→ Activity
Beginning with the line where "pub mod lane_follow;" appears, restate the lines word for word through the last one in the listing.

→ Records shown
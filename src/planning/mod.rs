// src/planning/mod.rs
//
// Scenario layer. Decision flow per cycle:
//   dispatcher → is_transferable gates → active scenario → stage handlers
//               → task runner → frame outputs
//
// `side_pass` owns the maneuver state machine; `lane_follow` is the default
// scenario every cycle falls back to.

pub mod lane_follow;
pub mod metrics;
pub mod predicates;
pub mod scenario;
pub mod side_pass;

pub use lane_follow::LaneFollowScenario;
pub use metrics::{MetricsSummary, PlanningMetrics};
pub use scenario::{PlanningError, Scenario, ScenarioDispatcher};
pub use side_pass::{SidePassScenario, Stage, StageAdvance, StageSignal};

→ Answer to this problem
pub mod lane_follow;
pub mod metrics;
pub mod predicates;
pub mod scenario;
pub mod side_pass;

pub use lane_follow::LaneFollowScenario;
pub use metrics::{MetricsSummary, PlanningMetrics};
pub use scenario::{PlanningError, Scenario, ScenarioDispatcher};
pub use side_pass::{SidePassScenario, Stage, StageAdvance, StageSignal};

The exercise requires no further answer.